De fato, o personagem Kolchak poderia ser totalmente desagradável se não fosse pelo fato de ser interpretado por Darren McGavin. O ator encontra a chave em retratar seu personagem maior que a vida: por toda a sua bufada, Kolchak só quer descobrir a verdade. Kolchak fornece seu próprio alívio cômico às vezes, mas também está disposto a fazer o que for preciso para tornar as ruas de Seattle seguras novamente.

Wally Cox como Sr. Berry.

Pessoalmente, acho O Estrangulador da Noite mais divertido do que O Perseguidor Noturnoem grande parte porque o produtor-diretor Dan Curtis (Sombras escuras) lançou um grupo colorido de atores clássicos de Hollywood em papéis coadjuvantes: Scott Brady interpreta o capitão de polícia durão, Margaret Hamilton aparece como uma professora universitária com conhecimento do ocultismo e John Carradine é o Crônicaeditora. O melhor desempenho coadjuvante vem do sempre confiável Wally Cox, cujo pesquisador de cabelos oleosos trabalha nas entranhas do prédio do jornal. Além disso, certifique-se de procurar rapidamente por Nina Wayne como outra dançarina exótica; ela é a irmã da falecida Carol Wayne (uma semi-regular em O show desta noite).
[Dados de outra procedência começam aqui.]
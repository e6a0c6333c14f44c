pub mod app_config;
pub mod config;
pub mod messages;
pub mod records;

pub use app_config::AppConfig;
pub use config::{load_app_config, load_app_config_from_env};
pub use messages::{Ack, CollectMode, CollectStatus, Command};
pub use records::{ShopRecord, CSV_HEADERS};

use thiserror::Error;

#[derive(Debug, Error)]
pub enum ConfigError {
    #[error("invalid value for {var}: {reason}")]
    InvalidEnvVar { var: String, reason: String },
}
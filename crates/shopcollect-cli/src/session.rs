//! Line-delimited JSON session over stdio.
//!
//! Each stdin line is one [`Command`]; each is answered by one [`Ack`] line.
//! `collectStatus` events are written as they are reported. On end of input
//! the session waits for the last started run to finish before exiting.

use std::cell::RefCell;
use std::io::Write;
use std::path::Path;
use std::rc::Rc;

use serde::Serialize;
use shopcollect_core::{Ack, AppConfig, CollectStatus, Command};
use shopcollect_scraper::{CapturePlacement, Collector, Page};
use tokio::io::{AsyncBufRead, AsyncBufReadExt, BufReader};
use tokio::sync::mpsc;

use crate::captures::build_collector;

pub(crate) async fn run_session(
    config: &AppConfig,
    dir: &Path,
    placement: CapturePlacement,
) -> anyhow::Result<()> {
    let (collector, statuses) = build_collector(config, dir, placement)?;
    let stdin = BufReader::new(tokio::io::stdin());
    serve(
        collector,
        statuses,
        stdin,
        Rc::new(RefCell::new(std::io::stdout())),
    )
    .await
}

/// Answers commands read from `input` until it is exhausted, writing acks
/// and forwarded status events to `output`.
pub(crate) async fn serve<P, R, W>(
    collector: Collector<P>,
    mut statuses: mpsc::UnboundedReceiver<CollectStatus>,
    input: R,
    output: Rc<RefCell<W>>,
) -> anyhow::Result<()>
where
    P: Page + 'static,
    R: AsyncBufRead + Unpin,
    W: Write + 'static,
{
    let status_out = Rc::clone(&output);
    let forwarder = tokio::task::spawn_local(async move {
        while let Some(status) = statuses.recv().await {
            if let Err(e) = emit(&status_out, &status) {
                tracing::warn!(error = %e, "failed to write status event");
            }
        }
    });

    let mut last_run = None;
    let mut lines = input.lines();
    while let Some(line) = lines.next_line().await? {
        let line = line.trim();
        if line.is_empty() {
            continue;
        }
        let ack = match serde_json::from_str::<Command>(line) {
            Ok(Command::StartCollect { mode, page_count }) => {
                match collector.start(mode, page_count) {
                    Ok(run) => {
                        last_run = Some(run);
                        Ack::ok()
                    }
                    Err(e) => Ack::rejected(e.to_string()),
                }
            }
            Ok(command) => {
                tracing::debug!(?command, "command received");
                collector.handle(command)
            }
            Err(e) => Ack::refused(format!("invalid command: {e}")),
        };
        emit(&output, &ack)?;
    }

    if let Some(run) = last_run {
        run.await?;
    }
    drop(collector);
    forwarder.await?;
    Ok(())
}

fn emit<W: Write, T: Serialize>(output: &RefCell<W>, message: &T) -> anyhow::Result<()> {
    let mut out = output.borrow_mut();
    serde_json::to_writer(&mut *out, message)?;
    writeln!(out)?;
    out.flush()?;
    Ok(())
}

#[cfg(test)]
mod tests {
    use super::*;
    use crate::test_support::{capture_dir, ranking_page, test_config};
    use serde_json::Value;

    fn lines_of(output: &RefCell<Vec<u8>>) -> Vec<Value> {
        String::from_utf8(output.borrow().clone())
            .unwrap()
            .lines()
            .map(|line| serde_json::from_str(line).unwrap())
            .collect()
    }

    async fn run_lines(input: &str, captures: &[String]) -> (Vec<Value>, tempfile::TempDir) {
        let caps = capture_dir(captures);
        let config = test_config(caps.path().join("exports"));
        let (collector, statuses) =
            build_collector(&config, caps.path(), CapturePlacement::Embedded).unwrap();
        let output = Rc::new(RefCell::new(Vec::new()));
        tokio::task::LocalSet::new()
            .run_until(serve(collector, statuses, input.as_bytes(), Rc::clone(&output)))
            .await
            .unwrap();
        let lines = lines_of(&output);
        (lines, caps)
    }

    #[tokio::test]
    async fn end_of_input_waits_for_the_run_and_forwards_every_status() {
        let input = concat!(
            r#"{"action":"startCollect","mode":"multi","pageCount":2}"#,
            "\n\nnot json\n",
        );
        let (lines, _caps) =
            run_lines(input, &[ranking_page("a", 2, true), ranking_page("b", 3, false)]).await;

        assert_eq!(lines[0], serde_json::json!({ "received": true }));
        assert_eq!(lines[1]["received"], false);
        assert!(lines[1]["error"]
            .as_str()
            .unwrap()
            .starts_with("invalid command"));

        let statuses: Vec<&Value> = lines[2..].iter().collect();
        assert_eq!(statuses.len(), 3);
        assert!(statuses.iter().all(|s| s["type"] == "collectStatus"));
        assert_eq!(statuses[0]["count"], 2);
        assert_eq!(statuses[1]["count"], 5);
        let terminal = statuses[2];
        assert_eq!(terminal["finished"], true);
        assert_eq!(terminal["count"], 5);
        assert_eq!(terminal["currentPage"], 2);
        assert_eq!(terminal["totalPages"], 2);
    }

    #[tokio::test]
    async fn export_before_any_run_is_refused() {
        let (lines, caps) = run_lines(
            "{\"action\":\"exportData\"}\n",
            &[ranking_page("a", 1, false)],
        )
        .await;
        assert_eq!(
            lines,
            vec![serde_json::json!({ "received": false, "error": "no data to export" })]
        );
        assert!(!caps.path().join("exports").exists());
    }
}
Ricardo Matheson (Duelo), que escreveu o teleplay para O Perseguidor Noturnoescreveu uma história original para O Estrangulador da Noite. Também funciona melhor do que o filme anterior, porque o público não sabe o que tipo de monstro está causando o caos. O clímax no metrô de Seattle também é genuinamente assustador. Observe que existem duas versões diferentes de O Estrangulador da Noiteum corte de 72 minutos que foi ao ar em 1973 no ABC Filme da Semana e um corte de 90 minutos lançado no exterior para distribuição teatral.

Kolchak confronta seu editor – novamente.
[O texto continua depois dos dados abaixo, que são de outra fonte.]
//! State of one start-to-finish collection run.

use shopcollect_core::ShopRecord;

#[derive(Debug, Clone, Copy, PartialEq, Eq)]
pub enum RunPhase {
    Idle,
    Collecting,
    Completed,
    Failed,
}

impl std::fmt::Display for RunPhase {
    fn fmt(&self, f: &mut std::fmt::Formatter<'_>) -> std::fmt::Result {
        match self {
            RunPhase::Idle => write!(f, "idle"),
            RunPhase::Collecting => write!(f, "collecting"),
            RunPhase::Completed => write!(f, "completed"),
            RunPhase::Failed => write!(f, "failed"),
        }
    }
}

/// Mutable run state owned by a single collector.
#[derive(Debug)]
pub(crate) struct CollectionRun {
    /// 1-based.
    pub current_page: u32,
    pub target_pages: u32,
    pub is_collecting: bool,
    /// Terminal latch: once set, no further status is reported for this run.
    pub is_completed: bool,
    /// Durable buffer. Only replaced when a run finishes successfully.
    pub records: Vec<ShopRecord>,
    pub phase: RunPhase,
}

impl Default for CollectionRun {
    fn default() -> Self {
        Self {
            current_page: 1,
            target_pages: 1,
            is_collecting: false,
            is_completed: false,
            records: Vec::new(),
            phase: RunPhase::Idle,
        }
    }
}

impl CollectionRun {
    /// Resets counters and the buffer for a new run.
    pub fn begin(&mut self, target_pages: u32) {
        self.current_page = 1;
        self.target_pages = target_pages.max(1);
        self.is_collecting = true;
        self.is_completed = false;
        self.records.clear();
        self.phase = RunPhase::Collecting;
    }

    pub fn finish(&mut self, phase: RunPhase) {
        self.is_collecting = false;
        self.phase = phase;
    }

    pub fn snapshot(&self) -> RunSnapshot {
        RunSnapshot {
            phase: self.phase,
            current_page: self.current_page,
            target_pages: self.target_pages,
            is_collecting: self.is_collecting,
            is_completed: self.is_completed,
            record_count: self.records.len(),
        }
    }
}

/// Read-only copy of a run's counters.
#[derive(Debug, Clone, Copy, PartialEq, Eq)]
pub struct RunSnapshot {
    pub phase: RunPhase,
    pub current_page: u32,
    pub target_pages: u32,
    pub is_collecting: bool,
    pub is_completed: bool,
    pub record_count: usize,
}

#[cfg(test)]
mod tests {
    use super::*;

    #[test]
    fn begin_resets_previous_run() {
        let mut run = CollectionRun {
            current_page: 4,
            target_pages: 4,
            is_completed: true,
            records: vec![ShopRecord::default()],
            phase: RunPhase::Completed,
            ..CollectionRun::default()
        };
        run.begin(0);
        assert_eq!(
            run.snapshot(),
            RunSnapshot {
                phase: RunPhase::Collecting,
                current_page: 1,
                target_pages: 1,
                is_collecting: true,
                is_completed: false,
                record_count: 0,
            }
        );
    }

    #[test]
    fn finish_clears_collecting_flag() {
        let mut run = CollectionRun::default();
        run.begin(2);
        run.finish(RunPhase::Failed);
        assert!(!run.is_collecting);
        assert_eq!(run.phase, RunPhase::Failed);
    }
}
Existem inúmeras histórias sobre filmes planejados de Kolchak que nunca foram feitos. Em uma entrevista de 2004, Dan Curtis disse que queria que Kolchak fosse para Nova York e descobrisse que Janos Skorzeny – o vampiro de O Perseguidor Noturno–não foi destruído afinal. Infelizmente, esse filme nunca foi feito porque a ABC decidiu fazer uma série de TV com McGavin chamada Kolchak: O Perseguidor Noturno. Agora uma espécie de show cult, a série durou apenas 20 episódios. Rapidamente se tornou redundante com Kolchak lutando contra uma nova criatura toda semana. Acho que Carl Kolchak teria durado muito mais se o personagem tivesse aparecido apenas em um ou dois filmes por ano.